Handling Slow Consumers

Traditionally, messaging-oriented middleware products have several methods for handling slow consumers:

  1. Blocking or slowing down the producer
  2. Spooling messages to disk and replaying at a later time
  3. Discarding messages for the slow consumer
  4. Dropping the slow consumer

Options 1-3 can be very costly in terms of performance and reliability. The options that guarantee reliability and consistency are blocking or slowing down the producer and spooling messages to disk and replaying at a later time.

These solutions have a very high price in terms of performance and scalability, that doesn’t just affect the slow consumers, but also the entire cluster.

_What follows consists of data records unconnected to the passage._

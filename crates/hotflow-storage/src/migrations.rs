// SPDX-FileCopyrightText: 2026 HotFlow Contributors
// SPDX-License-Identifier: MIT OR Apache-2.0

//! Embedded database migrations using refinery.
//!
//! SQL migration files are compiled into the binary at build time via
//! `embed_migrations!`. Migrations run automatically on database open.

mod embedded {
    use refinery::embed_migrations;
    embed_migrations!("migrations");
}

/// Run all pending migrations against the given connection.
///
/// Refinery tracks applied migrations in its own `refinery_schema_history` table.
pub fn run_migrations(conn: &mut rusqlite::Connection) -> Result<usize, refinery::Error> {
    let report = embedded::migrations::runner().run(conn)?;
    Ok(report.applied_migrations().len())
}
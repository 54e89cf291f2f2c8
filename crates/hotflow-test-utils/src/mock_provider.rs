// SPDX-FileCopyrightText: 2026 HotFlow Contributors
// SPDX-License-Identifier: MIT OR Apache-2.0

//! Mock chat provider for deterministic testing.
//!
//! `MockProvider` implements `ChatProvider` with pre-configured replies,
//! enabling fast, CI-runnable tests without external API calls.

use std::collections::VecDeque;
use std::sync::Arc;

use async_trait::async_trait;
use tokio::sync::Mutex;

use hotflow_core::types::{AdapterType, ChatRequest, ChatResponse};
use hotflow_core::{ChatProvider, HotflowError, PluginAdapter};

/// A mock chat provider that returns pre-configured replies.
///
/// Replies are popped from a FIFO queue. When the queue is empty,
/// a default "mock response" text is returned. Every request is recorded.
pub struct MockProvider {
    name: String,
    responses: Arc<Mutex<VecDeque<Result<String, String>>>>,
    requests: Arc<Mutex<Vec<ChatRequest>>>,
}

impl MockProvider {
    /// Create a new mock provider with an empty reply queue.
    pub fn new() -> Self {
        Self {
            name: "mock".to_string(),
            responses: Arc::new(Mutex::new(VecDeque::new())),
            requests: Arc::new(Mutex::new(Vec::new())),
        }
    }

    /// Create a mock provider pre-loaded with the given replies.
    pub fn with_responses(responses: Vec<String>) -> Self {
        Self {
            responses: Arc::new(Mutex::new(responses.into_iter().map(Ok).collect())),
            ..Self::new()
        }
    }

    /// Report a different provider label (e.g. `deepseek`).
    pub fn named(mut self, name: impl Into<String>) -> Self {
        self.name = name.into();
        self
    }

    /// Add a reply to the end of the queue.
    pub async fn add_response(&self, text: impl Into<String>) {
        self.responses.lock().await.push_back(Ok(text.into()));
    }

    /// Queue a provider failure.
    pub async fn add_error(&self, message: impl Into<String>) {
        self.responses.lock().await.push_back(Err(message.into()));
    }

    /// Requests received so far, in order.
    pub async fn requests(&self) -> Vec<ChatRequest> {
        self.requests.lock().await.clone()
    }

    async fn next_response(&self) -> Result<String, String> {
        self.responses
            .lock()
            .await
            .pop_front()
            .unwrap_or_else(|| Ok("mock response".to_string()))
    }
}

impl Default for MockProvider {
    fn default() -> Self {
        Self::new()
    }
}

impl PluginAdapter for MockProvider {
    fn name(&self) -> &str {
        &self.name
    }

    fn adapter_type(&self) -> AdapterType {
        AdapterType::Provider
    }
}

#[async_trait]
impl ChatProvider for MockProvider {
    async fn complete(&self, request: ChatRequest) -> Result<ChatResponse, HotflowError> {
        let model = request.model.clone();
        self.requests.lock().await.push(request);
        match self.next_response().await {
            Ok(content) => Ok(ChatResponse {
                content,
                model: Some(model),
            }),
            Err(message) => Err(HotflowError::provider(message)),
        }
    }
}
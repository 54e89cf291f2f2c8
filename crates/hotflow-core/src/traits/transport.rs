// SPDX-FileCopyrightText: 2026 HotFlow Contributors
// SPDX-License-Identifier: MIT OR Apache-2.0

//! HTTP transport trait used by the affiliate API client.

use async_trait::async_trait;

use crate::error::HotflowError;
use crate::traits::adapter::PluginAdapter;

/// Adapter for issuing query-string GET requests that answer with JSON.
///
/// The production implementation is reqwest-based; tests substitute a
/// scripted transport.
#[async_trait]
pub trait HttpTransport: PluginAdapter {
    /// Sends `GET url?query` and decodes the response body as JSON.
    async fn get_json(
        &self,
        url: &str,
        query: &[(String, String)],
    ) -> Result<serde_json::Value, HotflowError>;
}
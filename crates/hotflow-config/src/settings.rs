// SPDX-FileCopyrightText: 2026 HotFlow Contributors
// SPDX-License-Identifier: MIT OR Apache-2.0

//! Resolved, immutable application settings.
//!
//! [`Settings`] is built once at startup from a validated [`HotflowConfig`]
//! plus command-line overrides and passed by reference to every component.

use hotflow_core::HotflowError;
use secrecy::SecretString;
use strum::{Display, EnumString};

use crate::model::{normalize_keywords, HotflowConfig, ProviderConfig};

pub const DEFAULT_OPENAI_MODEL: &str = "gpt-4o-mini";
pub const DEFAULT_DEEPSEEK_MODEL: &str = "deepseek-chat";
pub const DEFAULT_DEEPSEEK_BASE_URL: &str = "https://api.deepseek.com";
pub const DEFAULT_TEMPERATURE: f64 = 0.7;

/// Supported OpenAI-compatible copy providers.
#[derive(Debug, Clone, Copy, PartialEq, Eq, Display, EnumString)]
#[strum(ascii_case_insensitive)]
pub enum LlmProvider {
    #[strum(serialize = "openai")]
    OpenAi,
    #[strum(serialize = "deepseek")]
    DeepSeek,
}

impl LlmProvider {
    pub fn default_model(self) -> &'static str {
        match self {
            LlmProvider::OpenAi => DEFAULT_OPENAI_MODEL,
            LlmProvider::DeepSeek => DEFAULT_DEEPSEEK_MODEL,
        }
    }

    /// Base URL used when none is configured. `None` means the client default.
    pub fn default_base_url(self) -> Option<&'static str> {
        match self {
            LlmProvider::OpenAi => None,
            LlmProvider::DeepSeek => Some(DEFAULT_DEEPSEEK_BASE_URL),
        }
    }

    /// Environment variable holding this provider's API key.
    pub fn api_key_env(self) -> &'static str {
        match self {
            LlmProvider::OpenAi => "OPENAI_API_KEY",
            LlmProvider::DeepSeek => "DEEPSEEK_API_KEY",
        }
    }
}

/// Runtime overrides layered on top of files and environment, usually from CLI flags.
#[derive(Debug, Clone, Default, PartialEq)]
pub struct SettingsOverrides {
    pub database_url: Option<String>,
    pub keywords: Vec<String>,
    pub copy_provider: Option<String>,
    pub llm_model: Option<String>,
    pub llm_temperature: Option<f64>,
    pub llm_base_url: Option<String>,
    pub llm_api_key: Option<String>,
}

impl SettingsOverrides {
    /// Write the overrides into a loaded config so validation sees the final values.
    ///
    /// LLM overrides land in the section of the provider that ends up selected.
    pub fn apply(&self, config: &mut HotflowConfig) {
        if let Some(url) = &self.database_url {
            config.storage.database_url = Some(url.clone());
        }
        if !self.keywords.is_empty() {
            config.keywords = normalize_keywords(&self.keywords);
        }
        if let Some(provider) = &self.copy_provider {
            config.llm.provider = provider.clone();
        }

        let section = match LlmProvider::from_str_lossy(&config.llm.provider) {
            Some(LlmProvider::DeepSeek) => &mut config.llm.deepseek,
            _ => &mut config.llm.openai,
        };
        if let Some(model) = &self.llm_model {
            section.model = Some(model.clone());
        }
        if let Some(temperature) = self.llm_temperature {
            section.temperature = Some(temperature);
        }
        if let Some(base_url) = &self.llm_base_url {
            section.base_url = Some(base_url.clone());
        }
        if let Some(api_key) = &self.llm_api_key {
            section.api_key = Some(api_key.clone());
        }
    }
}

impl LlmProvider {
    fn from_str_lossy(value: &str) -> Option<Self> {
        value.trim().parse().ok()
    }
}

/// Affiliate API credentials.
#[derive(Debug)]
pub struct TaobaoSettings {
    pub app_key: String,
    pub app_secret: SecretString,
    pub adzone_id: String,
    pub endpoint: String,
}

/// Credentials and sampling settings for the selected copy provider.
#[derive(Debug)]
pub struct LlmSettings {
    pub provider: LlmProvider,
    pub api_key: SecretString,
    pub model: String,
    pub temperature: f64,
    pub base_url: Option<String>,
}

/// Application-wide settings.
#[derive(Debug)]
pub struct Settings {
    pub taobao: TaobaoSettings,
    pub database_url: String,
    pub keywords: Vec<String>,
    /// `None` when the selected provider has no API key configured.
    pub llm: Option<LlmSettings>,
}

impl Settings {
    /// Build settings from a config that already passed validation.
    pub fn from_config(config: HotflowConfig) -> Result<Self, HotflowError> {
        let provider = LlmProvider::from_str_lossy(&config.llm.provider).ok_or_else(|| {
            HotflowError::Config(format!(
                "unsupported copy provider `{}`",
                config.llm.provider
            ))
        })?;
        let section = match provider {
            LlmProvider::OpenAi => config.llm.openai,
            LlmProvider::DeepSeek => config.llm.deepseek,
        };

        Ok(Self {
            taobao: TaobaoSettings {
                app_key: required(config.taobao.app_key, "TB_APP_KEY")?,
                app_secret: SecretString::from(required(
                    config.taobao.app_secret,
                    "TB_APP_SECRET",
                )?),
                adzone_id: required(config.taobao.adzone_id, "TB_ADZONE_ID")?,
                endpoint: config.taobao.endpoint,
            },
            database_url: required(config.storage.database_url, "HOTFLOW_DATABASE_URL")?,
            keywords: normalize_keywords(&config.keywords),
            llm: resolve_llm(provider, section),
        })
    }

    /// The LLM settings, or a configuration error naming the missing key.
    pub fn require_llm(&self) -> Result<&LlmSettings, HotflowError> {
        self.llm.as_ref().ok_or_else(|| {
            HotflowError::Config(
                "LLM credentials are required for this action. Set OPENAI_API_KEY \
                 (or DEEPSEEK_API_KEY with HOTFLOW_COPY_PROVIDER=deepseek) in the environment."
                    .to_string(),
            )
        })
    }
}

fn required(value: Option<String>, env: &str) -> Result<String, HotflowError> {
    value
        .map(|v| v.trim().to_string())
        .filter(|v| !v.is_empty())
        .ok_or_else(|| HotflowError::Config(format!("{env} is required")))
}

fn non_blank(value: Option<String>) -> Option<String> {
    value.map(|v| v.trim().to_string()).filter(|v| !v.is_empty())
}

fn resolve_llm(provider: LlmProvider, section: ProviderConfig) -> Option<LlmSettings> {
    let api_key = non_blank(section.api_key)?;
    Some(LlmSettings {
        provider,
        api_key: SecretString::from(api_key),
        model: non_blank(section.model).unwrap_or_else(|| provider.default_model().to_string()),
        temperature: section.temperature.unwrap_or(DEFAULT_TEMPERATURE),
        base_url: non_blank(section.base_url)
            .or_else(|| provider.default_base_url().map(str::to_string)),
    })
}
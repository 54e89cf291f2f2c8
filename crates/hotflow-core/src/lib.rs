// SPDX-FileCopyrightText: 2026 HotFlow Contributors
// SPDX-License-Identifier: MIT OR Apache-2.0

//! Core library for HotFlow.
//!
//! This crate provides the trait definitions, error type, and domain types
//! used throughout the workspace. Every adapter implements traits defined here.

pub mod error;
pub mod traits;
pub mod types;

// Re-export key items at crate root for ergonomic imports.
pub use error::HotflowError;
pub use types::{
    AdapterType, ChatMessage, ChatRequest, ChatResponse, Creative, Item, ItemQuery, NewCreative,
};

pub use traits::{ChatProvider, HttpTransport, PluginAdapter, StorageAdapter};

#[cfg(test)]
mod tests {
    use super::*;

    #[test]
    fn hotflow_error_displays_upstream_code() {
        let err = HotflowError::Api {
            code: "15".into(),
            message: "Remote service error".into(),
            sub_code: Some("isv.invalid-parameter".into()),
            sub_message: None,
        };
        assert_eq!(
            err.to_string(),
            "affiliate API error 15: Remote service error"
        );
    }

    #[test]
    fn adapter_type_round_trips_through_strings() {
        use std::str::FromStr;

        for variant in [
            AdapterType::Transport,
            AdapterType::Provider,
            AdapterType::Storage,
        ] {
            let parsed = AdapterType::from_str(&variant.to_string()).expect("should parse back");
            assert_eq!(variant, parsed);
        }
    }

    #[test]
    fn creative_new_assigns_unique_ids() {
        let parts = || NewCreative {
            item_id: 7,
            platform: "weibo",
            variant: 1,
            content: "copy".into(),
            prompt: "prompt",
            model: "gpt-4o-mini",
            temperature: 0.7,
            provider: "openai",
            metadata: serde_json::json!({}),
        };
        let a = Creative::new(parts());
        let b = Creative::new(parts());

        assert_ne!(a.creative_id, b.creative_id);
        assert_eq!(a.creative_id.len(), 32);
        assert_eq!(a.platform, "weibo");
        assert_eq!(a.variant, 1);
    }

    #[test]
    fn item_new_defaults_optional_fields_to_absent() {
        let item = Item::new(1, "猫粮", "优质猫粮");
        assert!(item.price.is_none());
        assert!(item.tags.is_empty());
        assert!(item.raw.is_empty());
    }

    #[test]
    fn all_traits_are_exported() {
        fn _assert_chat<T: ChatProvider>() {}
        fn _assert_transport<T: HttpTransport>() {}
        fn _assert_storage<T: StorageAdapter>() {}
    }
}
// SPDX-FileCopyrightText: 2026 HotFlow Contributors
// SPDX-License-Identifier: MIT OR Apache-2.0

//! Error types for HotFlow.

use thiserror::Error;

/// The primary error type used across all HotFlow adapters and operations.
#[derive(Debug, Error)]
pub enum HotflowError {
    /// Configuration errors (missing credentials, malformed values, unknown provider).
    #[error("configuration error: {0}")]
    Config(String),

    /// The affiliate API answered with an `error_response` envelope.
    #[error("affiliate API error {code}: {message}")]
    Api {
        code: String,
        message: String,
        sub_code: Option<String>,
        sub_message: Option<String>,
    },

    /// HTTP transport errors (connection failure, timeout, non-2xx status, undecodable body).
    #[error("transport error: {message}")]
    Transport {
        message: String,
        source: Option<Box<dyn std::error::Error + Send + Sync>>,
    },

    /// LLM provider errors (API failure, malformed completion payload).
    #[error("provider error: {message}")]
    Provider {
        message: String,
        source: Option<Box<dyn std::error::Error + Send + Sync>>,
    },

    /// Storage backend errors (database connection, query failure, migration).
    #[error("storage error: {source}")]
    Storage {
        source: Box<dyn std::error::Error + Send + Sync>,
    },

    /// JSON (de)serialization of persisted payloads.
    #[error("serialization error: {0}")]
    Serialization(#[from] serde_json::Error),

    /// Internal or unexpected errors.
    #[error("internal error: {0}")]
    Internal(String),
}

impl HotflowError {
    /// Shorthand for a transport error without an underlying source.
    pub fn transport(message: impl Into<String>) -> Self {
        Self::Transport {
            message: message.into(),
            source: None,
        }
    }

    /// Shorthand for a provider error without an underlying source.
    pub fn provider(message: impl Into<String>) -> Self {
        Self::Provider {
            message: message.into(),
            source: None,
        }
    }
}
// SPDX-FileCopyrightText: 2026 HotFlow Contributors
// SPDX-License-Identifier: MIT OR Apache-2.0

//! `hotflow list-items` and `hotflow list-creatives`.

use clap::Args;
use hotflow_config::Settings;
use hotflow_core::{Creative, HotflowError, Item, ItemQuery, StorageAdapter};

use crate::storage::open_storage;

/// Characters of creative content shown per line.
const PREVIEW_CHARS: usize = 80;

#[derive(Args, Debug, Clone)]
pub struct ListItemsArgs {
    /// Number of items to display.
    #[arg(long, default_value_t = 10)]
    pub limit: usize,

    /// Filter by category.
    #[arg(long = "category")]
    pub categories: Vec<String>,
}

#[derive(Args, Debug, Clone)]
pub struct ListCreativesArgs {
    /// Filter creatives by item id.
    #[arg(long)]
    pub item_id: Option<i64>,

    /// Number of creatives to display.
    #[arg(long, default_value_t = 10)]
    pub limit: usize,
}

pub fn format_item_line(item: &Item) -> String {
    let coupon_price = item
        .coupon_price
        .map(|p| p.to_string())
        .unwrap_or_else(|| "-".to_string());
    let sales = item
        .monthly_sales
        .map(|s| s.to_string())
        .unwrap_or_else(|| "-".to_string());
    format!(
        "[{}] {} | {} | 券后价: {coupon_price} | 月销量: {sales}",
        item.category, item.item_id, item.title
    )
}

pub fn format_creative_line(creative: &Creative) -> String {
    let mut preview: String = creative.content.chars().take(PREVIEW_CHARS).collect();
    if creative.content.chars().count() > PREVIEW_CHARS {
        preview.push_str("...");
    }
    format!(
        "Item {} | {} #{}: {preview}",
        creative.item_id, creative.platform, creative.variant
    )
}

/// Run the `hotflow list-items` command.
pub async fn run_list_items(settings: &Settings, args: &ListItemsArgs) -> Result<(), HotflowError> {
    let storage = open_storage(settings).await?;
    let items = storage
        .fetch_items(&ItemQuery {
            limit: Some(args.limit),
            categories: args.categories.clone(),
            item_ids: Vec::new(),
        })
        .await?;

    if items.is_empty() {
        println!("No items found.");
    }
    for item in &items {
        println!("{}", format_item_line(item));
    }
    Ok(())
}

/// Run the `hotflow list-creatives` command.
pub async fn run_list_creatives(
    settings: &Settings,
    args: &ListCreativesArgs,
) -> Result<(), HotflowError> {
    let storage = open_storage(settings).await?;
    let creatives = storage
        .list_creatives(args.item_id, Some(args.limit))
        .await?;

    if creatives.is_empty() {
        println!("No creatives found.");
    }
    for creative in &creatives {
        println!("{}", format_creative_line(creative));
    }
    Ok(())
}

#[cfg(test)]
mod tests {
    use hotflow_core::NewCreative;
    use hotflow_test_utils::fixtures::sample_item;

    use super::*;

    fn creative(content: &str) -> Creative {
        Creative::new(NewCreative {
            item_id: 42,
            platform: "xiaohongshu",
            variant: 2,
            content: content.to_string(),
            prompt: "prompt",
            model: "gpt-4o-mini",
            temperature: 0.7,
            provider: "openai",
            metadata: serde_json::Value::Null,
        })
    }

    #[test]
    fn item_line_shows_price_and_sales() {
        let line = format_item_line(&sample_item(1001));
        assert_eq!(
            line,
            "[猫粮] 1001 | 全价猫粮 1001 | 券后价: 69.90 | 月销量: 12345"
        );
    }

    #[test]
    fn item_line_marks_missing_values() {
        let line = format_item_line(&Item::new(5, "抽纸", "三层抽纸"));
        assert!(line.ends_with("券后价: - | 月销量: -"), "got: {line}");
    }

    #[test]
    fn short_creatives_are_shown_whole() {
        assert_eq!(
            format_creative_line(&creative("好用不贵")),
            "Item 42 | xiaohongshu #2: 好用不贵"
        );
    }

    #[test]
    fn long_creatives_are_cut_on_character_boundaries() {
        let content = "猫".repeat(100);
        let line = format_creative_line(&creative(&content));
        let preview = line.split(": ").nth(1).unwrap();
        assert_eq!(preview.chars().count(), PREVIEW_CHARS + 3);
        assert!(preview.ends_with("..."));
    }
}
// SPDX-FileCopyrightText: 2026 HotFlow Contributors
// SPDX-License-Identifier: MIT OR Apache-2.0

//! SQLite implementation of the StorageAdapter trait.

use async_trait::async_trait;
use tokio::sync::OnceCell;
use tracing::debug;

use hotflow_core::{
    AdapterType, Creative, HotflowError, Item, ItemQuery, PluginAdapter, StorageAdapter,
};

use crate::database::Database;
use crate::queries;

/// SQLite-backed storage adapter.
///
/// Wraps a [`Database`] handle and delegates all query operations to the
/// typed query modules. The database is opened on the first call to
/// [`StorageAdapter::initialize`].
pub struct SqliteStorage {
    database_url: String,
    db: OnceCell<Database>,
}

impl SqliteStorage {
    /// Create a new SqliteStorage for the given connection string.
    ///
    /// The database connection is not opened until [`StorageAdapter::initialize`] is called.
    pub fn new(database_url: impl Into<String>) -> Self {
        Self {
            database_url: database_url.into(),
            db: OnceCell::new(),
        }
    }

    /// Create and initialize in one step.
    pub async fn open(database_url: impl Into<String>) -> Result<Self, HotflowError> {
        let storage = Self::new(database_url);
        storage.initialize().await?;
        Ok(storage)
    }

    /// Returns a reference to the underlying Database, or an error if not initialized.
    fn db(&self) -> Result<&Database, HotflowError> {
        self.db.get().ok_or_else(|| HotflowError::Storage {
            source: "storage not initialized -- call initialize() first".into(),
        })
    }
}

impl PluginAdapter for SqliteStorage {
    fn name(&self) -> &str {
        "sqlite"
    }

    fn adapter_type(&self) -> AdapterType {
        AdapterType::Storage
    }
}

#[async_trait]
impl StorageAdapter for SqliteStorage {
    async fn initialize(&self) -> Result<(), HotflowError> {
        let db = Database::open(&self.database_url).await?;
        self.db.set(db).map_err(|_| HotflowError::Storage {
            source: "storage already initialized".into(),
        })?;
        debug!(url = %self.database_url, "SQLite storage initialized");
        Ok(())
    }

    async fn close(&self) -> Result<(), HotflowError> {
        self.db()?.checkpoint().await
    }

    async fn store_items(&self, items: &[Item]) -> Result<usize, HotflowError> {
        queries::items::store_items(self.db()?, items).await
    }

    async fn fetch_items(&self, query: &ItemQuery) -> Result<Vec<Item>, HotflowError> {
        queries::items::fetch_items(self.db()?, query).await
    }

    async fn store_creatives(&self, creatives: &[Creative]) -> Result<usize, HotflowError> {
        queries::creatives::store_creatives(self.db()?, creatives).await
    }

    async fn list_creatives(
        &self,
        item_id: Option<i64>,
        limit: Option<usize>,
    ) -> Result<Vec<Creative>, HotflowError> {
        queries::creatives::list_creatives(self.db()?, item_id, limit).await
    }
}
// SPDX-FileCopyrightText: 2026 HotFlow Contributors
// SPDX-License-Identifier: MIT OR Apache-2.0

//! Mock HTTP transport serving queued JSON payloads.

use std::collections::VecDeque;
use std::sync::Arc;

use async_trait::async_trait;
use serde_json::Value;
use tokio::sync::Mutex;

use hotflow_core::types::AdapterType;
use hotflow_core::{HotflowError, HttpTransport, PluginAdapter};

/// A request captured by [`MockTransport`].
#[derive(Debug, Clone, PartialEq, Eq)]
pub struct RecordedRequest {
    pub url: String,
    pub query: Vec<(String, String)>,
}

impl RecordedRequest {
    /// Value of the first query parameter named `name`.
    pub fn param(&self, name: &str) -> Option<&str> {
        self.query
            .iter()
            .find(|(k, _)| k == name)
            .map(|(_, v)| v.as_str())
    }
}

/// Transport that answers each `get_json` with the next queued payload.
///
/// An exhausted queue is reported as a transport error so tests notice
/// unexpected extra requests.
#[derive(Default)]
pub struct MockTransport {
    responses: Arc<Mutex<VecDeque<Value>>>,
    requests: Arc<Mutex<Vec<RecordedRequest>>>,
}

impl MockTransport {
    pub fn new() -> Self {
        Self::default()
    }

    /// Create a transport pre-loaded with payloads.
    pub fn with_responses(responses: Vec<Value>) -> Self {
        Self {
            responses: Arc::new(Mutex::new(responses.into())),
            requests: Arc::default(),
        }
    }

    pub async fn push_response(&self, payload: Value) {
        self.responses.lock().await.push_back(payload);
    }

    /// Requests received so far, in order.
    pub async fn requests(&self) -> Vec<RecordedRequest> {
        self.requests.lock().await.clone()
    }
}

impl PluginAdapter for MockTransport {
    fn name(&self) -> &str {
        "mock-transport"
    }

    fn adapter_type(&self) -> AdapterType {
        AdapterType::Transport
    }
}

#[async_trait]
impl HttpTransport for MockTransport {
    async fn get_json(&self, url: &str, query: &[(String, String)]) -> Result<Value, HotflowError> {
        self.requests.lock().await.push(RecordedRequest {
            url: url.to_string(),
            query: query.to_vec(),
        });
        self.responses
            .lock()
            .await
            .pop_front()
            .ok_or_else(|| HotflowError::transport("mock transport has no queued response"))
    }
}

#[cfg(test)]
mod tests {
    use super::*;
    use serde_json::json;

    #[tokio::test]
    async fn serves_payloads_in_order_and_records_requests() {
        let transport = MockTransport::with_responses(vec![json!({"n": 1}), json!({"n": 2})]);
        let query = vec![("q".to_string(), "猫粮".to_string())];

        assert_eq!(transport.get_json("http://x", &query).await.unwrap()["n"], 1);
        assert_eq!(transport.get_json("http://x", &[]).await.unwrap()["n"], 2);

        let requests = transport.requests().await;
        assert_eq!(requests.len(), 2);
        assert_eq!(requests[0].param("q"), Some("猫粮"));
        assert_eq!(requests[1].param("q"), None);
    }

    #[tokio::test]
    async fn exhausted_queue_is_a_transport_error() {
        let transport = MockTransport::new();
        let err = transport.get_json("http://x", &[]).await.unwrap_err();
        assert!(matches!(err, HotflowError::Transport { .. }));
    }
}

Spooling messages to disk and replaying at a later time is considered more popular due to the fact that it affects the performance of the non-slow consumers indirectly, whereas when blocking or slowing down the producer the effect is direct and costly. These are the most common ways slow consumers are handled in the messaging world.

With GigaSpaces In-Memory-Data-Grid*, options 1-3 are not be relevant, since in most cases the requirement is to maintain a *consistent local image of a data set at the client side. Updates for this data set are sent into the client via notifications. This local view should be accessible to the client when there is a connection failure or a slow consumer running.

A different approach to handle slow consumers is to drop the client identified as a slow consumer, later allow it to get a snapshot of the current state of the data set from the server, and continue to receive updates from that point onward.

This approach is not feasible with traditional messaging systems, since the notion of ‘current-state’ does not exists. The space on the other hand, maintains the current state inevitably and therefore it makes much more sense to handle slow consumer by disconnecting it from the space server. Once the client is ready, allow it to reconnect, initializes its status by reading the relevant data set from the space, re-register for notifications and resume the notifications delivery.

How it Works?

When sending notifications to clients, the space includes a special mechanism that detects clients that cannot consume the notification sent fast enough - i.e. a slow consumer.

Slow consumers can cause problems, since they force the space to keep the notification in memory till all consumers consumed the event. Once the space process memory is full, the space is forced to slow down the response to clients, causing fast consumers to slow down. In extreme cases, this behavior might eventually cause the space process to exit abnormally with an out-of-memory error.

When the Slow Consumer is enabled, once the space detects a slow consumer, it automatically disconnects the slow consumer, cancel its notification registration and enforce it to reconnect (re-register for notifications). This ensures that fast consumers are not affected by the slow consumer behavior.

Slow consumers are determined by measuring the network consumption throughput (configured via the com.gs.transport_protocol.lrmi.slow-consumer.throughput parameter) sent from the space into a client. Once the space detects a client that consumes notifications below the defined throughput, it waits for a specified duration (configured via the com.gs.transport_protocol.lrmi.slow-consumer.latency parameter) for it to recover. The space tries to determine several times (configured via the com.gs.transport_protocol.lrmi.slow-consumer.retries parameter) during the wait period if the client recovered - if it is still below the defined throughput, then its notify registration is forcibly canceled.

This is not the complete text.